DP World is a globally operating port and terminal company incorporated under UAE law. In Cyprus, the group operates through DPW Limassol Ltd, which runs a multi-purpose terminal at Limassol comprising three berths and providing break-bulk, general cargo, Ro-Ro, Oil & Gas, and passenger terminal services. ΕΠΑ 20/2025, para. 3. Critically, DPW Limassol itself does not generate turnover from contract logistics or freight forwarding in Cyprus — that activity sits in other DP World Group subsidiaries. ΕΠΑ 20/2025, para. 3.
Herport SAS is a French-incorporated group specialising in international transport and freight forwarding logistics, operating across national and international freight forwarding services. ΕΠΑ 20/2025, para. 3. Its Cyprus turnover for 2023 derived entirely from freight forwarding services. ΕΠΑ 20/2025, para. 18.
The Cyprus Merger Control Framework
The governing statute is Ο ΠΕΡΙ ΕΛΕΓΧΟΥ ΤΩΝ ΣΥΓΚΕΝΤΡΩΣΕΩΝ ΕΠΙΧΕΙΡΗΣΕΩΝ ΝΟΜΟΣ ΑΡΙΘΜΟΣ 83(Ι)/2014 (the Law on the Control of Business Concentrations). The Law establishes a mandatory pre-completion notification regime administered by the EPA.
Notification threshold. Article 10 of the Law requires notification where a concentration meets the size criteria in Article 3, which includes the Cyprus-specific turnover thresholds. Here, both DP World Group and Herport recorded Cyprus turnover above €3.5 million in the reference year. ΕΠΑ 20/2025, para. 17. That alone triggered mandatory notification, regardless of whether the deal had EU-dimension status.
DP World Logistics filed the notification on 28 March 2025. ΕΠΑ 20/2025, para. 1. The EPA published notice in the Official Gazette of the Republic on 4 April 2025, as required by Article 10. ΕΠΑ 20/2025, para. 5. The Minister of Energy, Commerce and Industry was separately notified on 31 March 2025 under Article 16. ΕΠΑ 20/2025, para. 4.
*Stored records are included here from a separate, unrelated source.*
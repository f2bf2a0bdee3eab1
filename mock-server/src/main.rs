use tokio::net::TcpListener;
use tracing_subscriber::EnvFilter;

#[tokio::main]
async fn main() -> Result<(), std::io::Error> {
    tracing_subscriber::fmt()
        .with_env_filter(EnvFilter::try_from_default_env().unwrap_or_else(|_| EnvFilter::new("info")))
        .init();
    let port = std::env::var("PORT").unwrap_or_else(|_| "3000".to_string());
    let addr = format!("127.0.0.1:{port}");
    let listener = TcpListener::bind(&addr).await?;
    tracing::info!(%addr, "listening");
    mock_server::run(listener).await
}
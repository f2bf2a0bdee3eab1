//! Error types for the request session.
//!
//! # Design
//! Only programmer errors are returned as `Err`: calling an operation at a
//! readyState that does not allow it. Transport failures, HTTP error
//! statuses and timeouts are reported through the event channel and the
//! `status` / `response` fields, never through this type.

use std::fmt;

/// Errors returned synchronously by `RequestSession` operations.
#[derive(Debug, Clone, PartialEq, Eq)]
pub enum XhrError {
    /// The operation is not allowed in the session's current readyState.
    InvalidState {
        operation: &'static str,
        message: &'static str,
    },

    /// A `SessionConfig` could not be parsed.
    Config(String),
}

impl XhrError {
    pub(crate) fn invalid_state(operation: &'static str, message: &'static str) -> Self {
        XhrError::InvalidState { operation, message }
    }

    /// True for the `InvalidStateError` family.
    pub fn is_invalid_state(&self) -> bool {
        matches!(self, XhrError::InvalidState { .. })
    }
}

impl fmt::Display for XhrError {
    fn fmt(&self, f: &mut fmt::Formatter<'_>) -> fmt::Result {
        match self {
            XhrError::InvalidState { operation, message } => {
                write!(
                    f,
                    "InvalidStateError: Failed to execute '{operation}' on 'XMLHttpRequest': {message}"
                )
            }
            XhrError::Config(msg) => write!(f, "invalid session config: {msg}"),
        }
    }
}

impl std::error::Error for XhrError {}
Procedural track. Following notification, the EPA's Service (Υπηρεσία) conducted a preliminary assessment under Article 17 and submitted a written report to the Commission on 14 April 2025, setting out its reasoned opinion on compatibility. ΕΠΑ 20/2025, para. 6. The Commission then evaluated the full administrative file.
The SIEC test. Substantive review under Articles 20 and 21 of the Law asks whether the concentration would significantly impede effective competition (SIEC) in Cyprus or a substantial part of it. This mirrors the EU Merger Regulation standard and is applied by reference to market shares, structural features of the affected markets, and potential horizontal, vertical, or conglomerate effects.
Concentration definition. The EPA confirmed the transaction constitutes a concentration within Article 6(1)(α)(ii) of the Law, as it results in DP World acquiring exclusive control over Herport on a permanent basis through DP World Logistics. ΕΠΑ 20/2025, para. 13. It also qualifies as a concentration of major significance under Article 3. ΕΠΑ 20/2025, para. 14.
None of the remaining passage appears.